Extraction and quantification of in vitro AC For measuring in vitro AC using the Blois (1958) method, methanol and water extracts were used. Each fraction (50 µL) was added to 150 µL of 62.5 µM DPPH (2,2-diphenyl-1- picrylhydrazyl) radical solution. After 30 minutes, absorbance was measured at 492 nm using a microplate reader (Multiskan 141 EX, Thermo Electron, USA). For positive control and blank control, ascorbate (vitamin C) and distilled water were used. For preparation of standard, 60% methanol was used to dissolve DPPH to have a final concentration of 0, 15.6, 31.25, 62.5, 125, 250, 500 and 1000 µM. The free radical scavenging capacity of the sample extracts were estimated against the calibration standard curve.

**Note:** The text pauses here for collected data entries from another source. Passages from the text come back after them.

//! Composition root tying the economy to persistence.
//!
//! [`Game`] is constructed once by whatever owns the tick loop and passed
//! around by reference; there is no process-wide instance.

use anyhow::{Context, Result};
use tokio::sync::mpsc::{self, error::TryRecvError};
use tracing::{info, warn};

use crate::{
    catalog::ResourceCatalog,
    config::AppConfig,
    economy::{EconomyEngine, EngineEvent},
    error::EconomyError,
    save::{
        DeviceIdentity, HttpBlobStore, LocalStore, RemoteSync, SaveCoordinator, SaveState,
        SyncEvent,
    },
};

/// Receives the achievement/analytics trigger points.
pub trait ProgressObserver: Send {
    /// A gold milestone was reached for the first time this session.
    fn milestone_reached(&mut self, _threshold: f64, _gold: f64) {}

    /// Progress reached the remote store; `gold` is what was uploaded.
    fn cloud_saved(&mut self, _gold: f64) {}
}

/// Observer that ignores everything.
#[derive(Debug, Default)]
pub struct NullObserver;

impl ProgressObserver for NullObserver {}

/// A running session: engine, save coordinator and collaborator hooks.
pub struct Game {
    engine: EconomyEngine,
    saves: SaveCoordinator,
    sync_rx: Option<mpsc::Receiver<SyncEvent>>,
    observer: Box<dyn ProgressObserver>,
}

impl Game {
    /// Build everything from configuration and load the starting progress
    /// (remote first, then local, then fresh).
    ///
    /// Fails only when the catalog or the device identity cannot be set up.
    pub async fn start(config: &AppConfig, observer: Box<dyn ProgressObserver>) -> Result<Self> {
        let catalog = match &config.catalog_path {
            Some(path) => ResourceCatalog::from_path(path).context("failed to load catalog")?,
            None => ResourceCatalog::builtin(),
        };
        let local = LocalStore::new(&config.data_dir);

        let (saves, sync_rx) = if config.remote.enabled {
            let identity = DeviceIdentity::load_or_create(&config.data_dir)?;
            let remote = RemoteSync::Http(
                HttpBlobStore::new(config.remote.root_url.clone(), config.remote_timeout())
                    .context("failed to build remote client")?,
            );
            info!(%identity, root = %config.remote.root_url, "Remote sync enabled");
            let (tx, rx) = mpsc::channel(16);
            let saves =
                SaveCoordinator::with_remote(local, remote, identity, config.save_settings(), tx);
            (saves, Some(rx))
        } else {
            (SaveCoordinator::local_only(local, config.save_settings()), None)
        };

        let snapshot = saves.load_at_startup().await;
        let engine = EconomyEngine::restore(&catalog, config.economy_settings(), &snapshot);
        Ok(Self::from_parts(engine, saves, sync_rx, observer))
    }

    /// Assemble a session from already-built parts.
    pub fn from_parts(
        engine: EconomyEngine,
        saves: SaveCoordinator,
        sync_rx: Option<mpsc::Receiver<SyncEvent>>,
        observer: Box<dyn ProgressObserver>,
    ) -> Self {
        Self {
            engine,
            saves,
            sync_rx,
            observer,
        }
    }

    /// Read access for presentation.
    pub fn engine(&self) -> &EconomyEngine {
        &self.engine
    }

    /// Save coordinator state, mostly for status displays.
    pub fn saves(&self) -> &SaveCoordinator {
        &self.saves
    }

    /// Advance time. Returns the auto-collected gold when a second boundary
    /// was crossed.
    pub fn tick(&mut self, delta_seconds: f64) -> Option<f64> {
        self.saves.advance(delta_seconds);
        let credited = self.engine.tick(delta_seconds);
        if credited.is_some_and(|amount| amount > 0.0) {
            self.persist();
        }
        self.pump_sync_events();
        credited
    }

    /// Manual collection.
    pub fn tap(&mut self) -> f64 {
        let credited = self.engine.collect_tap();
        self.persist();
        credited
    }

    /// Unlock a resource and persist the spend.
    pub fn unlock(&mut self, index: usize) -> Result<(), EconomyError> {
        self.engine.try_unlock(index)?;
        self.persist();
        Ok(())
    }

    /// Upgrade a resource and persist the spend.
    pub fn upgrade(&mut self, index: usize) -> Result<(), EconomyError> {
        self.engine.try_upgrade(index)?;
        self.persist();
        Ok(())
    }

    /// Unlock when locked, upgrade otherwise.
    pub fn purchase(&mut self, index: usize) -> Result<(), EconomyError> {
        match self.engine.resource(index) {
            Some(resource) if resource.is_unlocked() => self.upgrade(index),
            _ => self.unlock(index),
        }
    }

    /// Drain engine events, forwarding milestones to the observer.
    pub fn events(&mut self) -> Vec<EngineEvent> {
        let events = self.engine.drain_events();
        for event in &events {
            if let EngineEvent::MilestoneReached { threshold, gold } = event {
                self.observer.milestone_reached(*threshold, *gold);
            }
        }
        events
    }

    /// Final synchronous local save. Any in-flight upload is abandoned.
    pub fn shutdown(&mut self) -> Result<()> {
        self.pump_sync_events();
        self.saves
            .flush(&self.engine.snapshot())
            .context("failed to write final save")
    }

    fn persist(&mut self) -> SaveState {
        let snapshot = self.engine.snapshot();
        self.saves.record_change(&snapshot)
    }

    fn pump_sync_events(&mut self) {
        let Some(rx) = self.sync_rx.as_mut() else {
            return;
        };
        loop {
            match rx.try_recv() {
                Ok(SyncEvent::Uploaded { gold }) => self.observer.cloud_saved(gold),
                Ok(SyncEvent::Failed(err)) => {
                    warn!(%err, "Cloud save failed; continuing with local progress")
                }
                Err(TryRecvError::Empty) => break,
                Err(TryRecvError::Disconnected) => {
                    self.sync_rx = None;
                    break;
                }
            }
        }
    }
}
//! Gold economy: passive collection, taps, unlocks, upgrades and milestones.

use tracing::{debug, info, warn};

use crate::{
    catalog::ResourceCatalog, error::EconomyError, resource::ResourceState,
    snapshot::ProgressSnapshot,
};

/// Gold milestone used when none are configured.
pub const DEFAULT_MILESTONE: f64 = 1_000_000.0;

/// Share of the aggregate output credited automatically every second.
pub const DEFAULT_AUTO_COLLECT_FRACTION: f64 = 0.1;

const NANOS_PER_SECOND: u64 = 1_000_000_000;

/// Domain events for the presentation and achievement collaborators.
#[derive(Debug, Clone, PartialEq)]
pub enum EngineEvent {
    /// A resource was unlocked.
    ResourceUnlocked(usize),
    /// A previously hidden resource became visible.
    ResourceRevealed(usize),
    /// Gold rose above a configured milestone for the first time.
    MilestoneReached {
        /// The milestone threshold.
        threshold: f64,
        /// Gold held when it was crossed.
        gold: f64,
    },
}

/// Tunables for the engine.
#[derive(Debug, Clone, PartialEq)]
pub struct EconomySettings {
    /// Fraction in `[0, 1]` of the aggregate output credited per second.
    pub auto_collect_fraction: f64,
    /// Gold thresholds that fire [`EngineEvent::MilestoneReached`] once each,
    /// when gold first exceeds them.
    pub milestones: Vec<f64>,
}

impl Default for EconomySettings {
    fn default() -> Self {
        Self {
            auto_collect_fraction: DEFAULT_AUTO_COLLECT_FRACTION,
            milestones: vec![DEFAULT_MILESTONE],
        }
    }
}

#[derive(Debug, Clone)]
struct Milestone {
    threshold: f64,
    reached: bool,
}

/// Owns the resource states and the player's gold.
#[derive(Debug)]
pub struct EconomyEngine {
    resources: Vec<ResourceState>,
    gold: f64,
    auto_collect_fraction: f64,
    collect_nanos: u64,
    carried_levels: Vec<u32>,
    milestones: Vec<Milestone>,
    events: Vec<EngineEvent>,
}

impl EconomyEngine {
    /// Start a fresh game over `catalog`.
    pub fn new(catalog: &ResourceCatalog, settings: EconomySettings) -> Self {
        let fraction = settings.auto_collect_fraction;
        if !(0.0..=1.0).contains(&fraction) {
            warn!(fraction, "auto collect fraction outside [0, 1]; clamping");
        }
        let mut milestones: Vec<Milestone> = settings
            .milestones
            .into_iter()
            .filter(|threshold| threshold.is_finite())
            .map(|threshold| Milestone {
                threshold,
                reached: false,
            })
            .collect();
        milestones.sort_by(|a, b| a.threshold.total_cmp(&b.threshold));

        Self {
            resources: catalog.instantiate(),
            gold: 0.0,
            auto_collect_fraction: if fraction.is_nan() {
                0.0
            } else {
                fraction.clamp(0.0, 1.0)
            },
            collect_nanos: 0,
            carried_levels: Vec::new(),
            milestones,
            events: Vec::new(),
        }
    }

    /// Rebuild the engine from persisted progress.
    ///
    /// Milestones already passed by the restored gold are latched without
    /// firing. Levels saved for resources the catalog no longer lists are
    /// carried through to [`snapshot`](Self::snapshot) untouched.
    pub fn restore(
        catalog: &ResourceCatalog,
        settings: EconomySettings,
        snapshot: &ProgressSnapshot,
    ) -> Self {
        let mut engine = Self::new(catalog, settings);
        let known = snapshot.resource_levels.len().min(engine.resources.len());
        let (restored, carried) = snapshot.resource_levels.split_at(known);
        for (resource, level) in engine.resources.iter_mut().zip(restored) {
            resource.restore(*level);
        }
        if !carried.is_empty() {
            warn!(
                saved = snapshot.resource_levels.len(),
                catalog = catalog.len(),
                "Saved progress has more resources than the catalog; keeping extras unplayed"
            );
            engine.carried_levels = carried.to_vec();
        }
        engine.gold = snapshot.gold.max(0.0);
        for milestone in &mut engine.milestones {
            milestone.reached = engine.gold > milestone.threshold;
        }
        engine
    }

    /// Gold currently held.
    pub fn gold(&self) -> f64 {
        self.gold
    }

    /// All resources in tier order.
    pub fn resources(&self) -> &[ResourceState] {
        &self.resources
    }

    /// Resource at `index`, if any.
    pub fn resource(&self, index: usize) -> Option<&ResourceState> {
        self.resources.get(index)
    }

    /// Number of leading resources the player may see: every unlocked one plus
    /// the first locked one.
    pub fn visible_count(&self) -> usize {
        let unlocked = self.unlocked_count();
        (unlocked + 1).min(self.resources.len())
    }

    fn unlocked_count(&self) -> usize {
        self.resources
            .iter()
            .take_while(|resource| resource.is_unlocked())
            .count()
    }

    /// Sum of the output of every unlocked resource.
    pub fn total_output(&self) -> f64 {
        self.resources
            .iter()
            .filter(|resource| resource.is_unlocked())
            .map(ResourceState::output)
            .sum()
    }

    /// Gold credited by auto-collect for each full second.
    pub fn auto_output_per_second(&self) -> f64 {
        self.auto_collect_fraction * self.total_output()
    }

    /// Advance the passive-collection clock.
    ///
    /// Every whole second accumulated credits one auto-collect payout; the
    /// fractional remainder carries into the next call. Returns the gold
    /// credited, or `None` when no second boundary was crossed.
    /// Deltas are counted in whole nanoseconds so that any split of the same
    /// span crosses the same second boundaries.
    pub fn tick(&mut self, delta_seconds: f64) -> Option<f64> {
        if !delta_seconds.is_finite() || delta_seconds <= 0.0 {
            return None;
        }
        let delta_nanos = (delta_seconds * NANOS_PER_SECOND as f64).round() as u64;
        self.collect_nanos = self.collect_nanos.saturating_add(delta_nanos);
        if self.collect_nanos < NANOS_PER_SECOND {
            return None;
        }

        let seconds = self.collect_nanos / NANOS_PER_SECOND;
        self.collect_nanos %= NANOS_PER_SECOND;
        let credited = self.auto_output_per_second() * seconds as f64;
        self.credit(credited);
        Some(credited)
    }

    /// Manual collection: `1 + total_output()`.
    pub fn collect_tap(&mut self) -> f64 {
        let credited = 1.0 + self.total_output();
        self.credit(credited);
        credited
    }

    /// Whether gold covers the next purchase of `index`, using the same
    /// comparison [`try_unlock`](Self::try_unlock) and
    /// [`try_upgrade`](Self::try_upgrade) apply.
    pub fn affordability_of(&self, index: usize) -> bool {
        self.resources
            .get(index)
            .map(|resource| self.can_pay(resource.next_cost()))
            .unwrap_or(false)
    }

    /// Unlock the resource at `index`, strictly after all earlier tiers.
    pub fn try_unlock(&mut self, index: usize) -> Result<(), EconomyError> {
        let resource = self
            .resources
            .get(index)
            .ok_or(EconomyError::UnknownResource(index))?;
        if resource.is_unlocked() {
            return Err(EconomyError::AlreadyUnlocked(index));
        }
        if let Some(blocking) = self.resources[..index]
            .iter()
            .position(|earlier| !earlier.is_unlocked())
        {
            return Err(EconomyError::OutOfOrder { index, blocking });
        }
        let cost = resource.unlock_cost();
        self.debit(cost)?;

        self.resources[index].unlock();
        info!(index, cost, gold = self.gold, "Resource unlocked");
        self.events.push(EngineEvent::ResourceUnlocked(index));
        if index + 1 < self.resources.len() {
            self.events.push(EngineEvent::ResourceRevealed(index + 1));
        }
        Ok(())
    }

    /// Buy one level of an unlocked resource.
    pub fn try_upgrade(&mut self, index: usize) -> Result<(), EconomyError> {
        let resource = self
            .resources
            .get(index)
            .ok_or(EconomyError::UnknownResource(index))?;
        if !resource.is_unlocked() {
            return Err(EconomyError::NotUnlocked(index));
        }
        let cost = resource.upgrade_cost();
        self.debit(cost)?;

        let resource = &mut self.resources[index];
        resource.level_up();
        debug!(index, level = resource.level(), cost, "Resource upgraded");
        Ok(())
    }

    /// Take all pending events, oldest first.
    pub fn drain_events(&mut self) -> Vec<EngineEvent> {
        std::mem::take(&mut self.events)
    }

    /// Capture the persistable part of the state.
    pub fn snapshot(&self) -> ProgressSnapshot {
        let mut resource_levels: Vec<u32> = self
            .resources
            .iter()
            .take_while(|resource| resource.is_unlocked())
            .map(ResourceState::level)
            .collect();
        // Carried levels only exist when every catalog entry was restored unlocked.
        resource_levels.extend_from_slice(&self.carried_levels);
        ProgressSnapshot {
            gold: self.gold,
            resource_levels,
        }
    }

    fn can_pay(&self, cost: f64) -> bool {
        self.gold >= cost
    }

    fn debit(&mut self, cost: f64) -> Result<(), EconomyError> {
        if !self.can_pay(cost) {
            return Err(EconomyError::InsufficientFunds {
                required: cost,
                available: self.gold,
            });
        }
        self.gold -= cost;
        Ok(())
    }

    fn credit(&mut self, amount: f64) {
        if !(amount.is_finite() && amount > 0.0) {
            return;
        }
        self.gold += amount;
        for milestone in self.milestones.iter_mut().filter(|m| !m.reached) {
            if self.gold > milestone.threshold {
                milestone.reached = true;
                info!(threshold = milestone.threshold, gold = self.gold, "Milestone reached");
                self.events.push(EngineEvent::MilestoneReached {
                    threshold: milestone.threshold,
                    gold: self.gold,
                });
            }
        }
    }
}
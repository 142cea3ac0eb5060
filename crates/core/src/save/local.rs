use std::{
    fs,
    io::{self, Write},
    path::{Path, PathBuf},
};

use tempfile::NamedTempFile;
use tracing::debug;

use crate::{
    error::StoreError,
    snapshot::{self, ProgressSnapshot},
};

/// Fixed slot name for the progress record.
pub const PROGRESS_KEY: &str = "Progress";

/// Single-slot local store for player progress.
#[derive(Debug, Clone)]
pub struct LocalStore {
    root: PathBuf,
}

impl LocalStore {
    /// Create a store that keeps its slot under `root`.
    pub fn new(root: impl Into<PathBuf>) -> Self {
        Self { root: root.into() }
    }

    /// File backing the progress slot.
    pub fn slot_path(&self) -> PathBuf {
        self.root.join(format!("{PROGRESS_KEY}.json"))
    }

    /// Write the snapshot atomically: readers see either the old or the new
    /// record, never a partial one.
    pub fn save(&self, snapshot: &ProgressSnapshot) -> Result<(), StoreError> {
        fs::create_dir_all(&self.root)?;
        let bytes = snapshot::encode(snapshot)?;
        let path = self.slot_path();
        write_atomic(&self.root, &path, &bytes)?;
        debug!(path = %path.display(), gold = snapshot.gold, "Progress saved locally");
        Ok(())
    }

    /// Read and decode the slot.
    pub fn load(&self) -> Result<ProgressSnapshot, StoreError> {
        let path = self.slot_path();
        let bytes = match fs::read(&path) {
            Ok(bytes) => bytes,
            Err(err) if err.kind() == io::ErrorKind::NotFound => return Err(StoreError::NotFound),
            Err(err) => return Err(StoreError::Io(err)),
        };
        snapshot::decode(&bytes)
    }
}

fn write_atomic(dir: &Path, path: &Path, bytes: &[u8]) -> io::Result<()> {
    let mut file = NamedTempFile::new_in(dir)?;
    file.write_all(bytes)?;
    file.as_file().sync_all()?;
    file.persist(path).map_err(|err| err.error)?;
    Ok(())
}
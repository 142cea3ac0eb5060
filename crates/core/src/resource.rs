//! Per-resource progression state and its cost/output curves.

use crate::catalog::ResourceConfig;

/// Growth factor applied to the upgrade price for every level already bought.
pub const UPGRADE_COST_GROWTH: f64 = 1.15;

/// Mutable progression of one catalog entry.
#[derive(Debug, Clone, PartialEq)]
pub struct ResourceState {
    index: usize,
    level: u32,
    unlocked: bool,
    config: ResourceConfig,
}

impl ResourceState {
    pub(crate) fn new(index: usize, config: ResourceConfig) -> Self {
        Self {
            index,
            level: 0,
            unlocked: false,
            config,
        }
    }

    /// Catalog position.
    pub fn index(&self) -> usize {
        self.index
    }

    /// Upgrades purchased so far.
    pub fn level(&self) -> u32 {
        self.level
    }

    /// Whether the resource has been unlocked.
    pub fn is_unlocked(&self) -> bool {
        self.unlocked
    }

    /// Static definition backing this resource.
    pub fn config(&self) -> &ResourceConfig {
        &self.config
    }

    /// Display name from the catalog.
    pub fn name(&self) -> &str {
        &self.config.name
    }

    /// Fixed unlock price.
    pub fn unlock_cost(&self) -> f64 {
        self.config.unlock_cost
    }

    /// Price of the next upgrade: `upgrade_cost * 1.15^level`.
    pub fn upgrade_cost(&self) -> f64 {
        self.config.upgrade_cost * UPGRADE_COST_GROWTH.powf(f64::from(self.level))
    }

    /// Gold produced at the current level: `output * level`.
    pub fn output(&self) -> f64 {
        self.config.output * f64::from(self.level)
    }

    /// Price of whichever purchase is available next.
    pub fn next_cost(&self) -> f64 {
        if self.unlocked {
            self.upgrade_cost()
        } else {
            self.unlock_cost()
        }
    }

    pub(crate) fn unlock(&mut self) {
        self.unlocked = true;
    }

    pub(crate) fn level_up(&mut self) {
        self.level = self.level.saturating_add(1);
    }

    /// Restore persisted progress; only used while rebuilding from a snapshot.
    pub(crate) fn restore(&mut self, level: u32) {
        self.unlocked = true;
        self.level = level;
    }
}

#[cfg(test)]
mod tests {
    use super::*;

    fn pan() -> ResourceState {
        ResourceState::new(
            0,
            ResourceConfig {
                name: "Pan".to_string(),
                unlock_cost: 10.0,
                upgrade_cost: 5.0,
                output: 2.0,
            },
        )
    }

    #[test]
    fn output_is_linear_in_level() {
        let mut state = pan();
        assert_eq!(state.output(), 0.0);
        state.restore(3);
        assert_eq!(state.output(), 6.0);
    }

    #[test]
    fn upgrade_cost_grows_with_each_level() {
        let mut state = pan();
        assert_eq!(state.upgrade_cost(), 5.0);
        let mut previous = state.upgrade_cost();
        for _ in 0..20 {
            state.level_up();
            let cost = state.upgrade_cost();
            assert!(cost > previous);
            previous = cost;
        }
        assert!((state.upgrade_cost() - 5.0 * UPGRADE_COST_GROWTH.powi(20)).abs() < 1e-9);
    }

    #[test]
    fn next_cost_switches_after_unlock() {
        let mut state = pan();
        assert_eq!(state.next_cost(), 10.0);
        state.unlock();
        assert_eq!(state.next_cost(), 5.0);
    }
}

Extraction and quantification of individual phenolic compounds The polyphenolic compound of the indigenous plants was estimated following the method described by Sakakibara et al., 2003. Before estimation of polyphenolic profile, an aliquot of methanolic extract was taken. After that the samples were evaporated to make dry using a rotary evaporator. Dry samples were then reconstituted using 1.5 and 3 mL of dimethyl sulfoxide (DMSO). This reconstituted sample extract was then centrifuged at 4200 rpm for 10 min and filtered through a Whatman 0.2 μm syringe filter (PTFE). In the HPLC analysis for quantification of polyphenolic profile, standards naming gallic acid, gallocatechin, protocatechuic acid, 3,4-dihydroxy benzoic acid, epigallocatechin, chlorogenic acid, catechin, syringic acid, vanillic acid, 3-OH benzoic acid, epicatechin, caffeic acid, sinapic acid, (-) catechin gallate, procyanidin B2, epigallocatechin gallate, ferulic acid, isoferulic acid, 4-coumaric acid, hesperdin, gallocatechin gallate, epicatechin galate, 2-coumaric acid, rosmaric acid, isovitexin, luteolin-7-O-glucoside, hespertin, quercetin-3-beta-galactoside, hyperoside, ellagic acid, rutin, physcion, daidzein, galangin, salicylic acid, rhoifolin, naringenin, flavonone (internal standard), quercetin, luteolin, chrysophanol, chalcone, rhein, isorhamnetin, myricetin, emodin, kaempferol, cinnamic acid and curcumin were used. Dilution of the stock samples was done with DMSO to keep the concentration of the standards 1 mg/mL then the calibration curve was made. The calibration curves showed peak area vs. concentration of standard in chromatograms. The HPLC system used was a Dionex HPLC series Ultimate 3000 (Germany) equipped with Dionex model with Chromeleon software, autosampler U-3000, and 3000 RS diode array detection system to monitor at all wavelengths from 200 to 600 nm. For the column, Dionex PA2 RSLC 120 A, Column C18 Acclaim RSLC, (100 mm x 2.1dm) i.e., 2.1μ Thermo Scientific Ltd was used at 35ºC. Solution A was composed of 50 mM sodium phosphate (pH 3.3) and 10% methanol while Solution B composed of 70% methanol. Analysis was done using flow rate of 0.47 mL/min. Initially flow rate was 100% of Solution A; for the next 0.03 min, 70% A; for another 2.65 min, 65% A; for another 7.9 min, 60% A; for another 11.5 min 50% A and finally 0% A for 13.1 min , again 17 min 100 % A and 20.25 min 100% A. The injection volume of the extract was kept 5μL.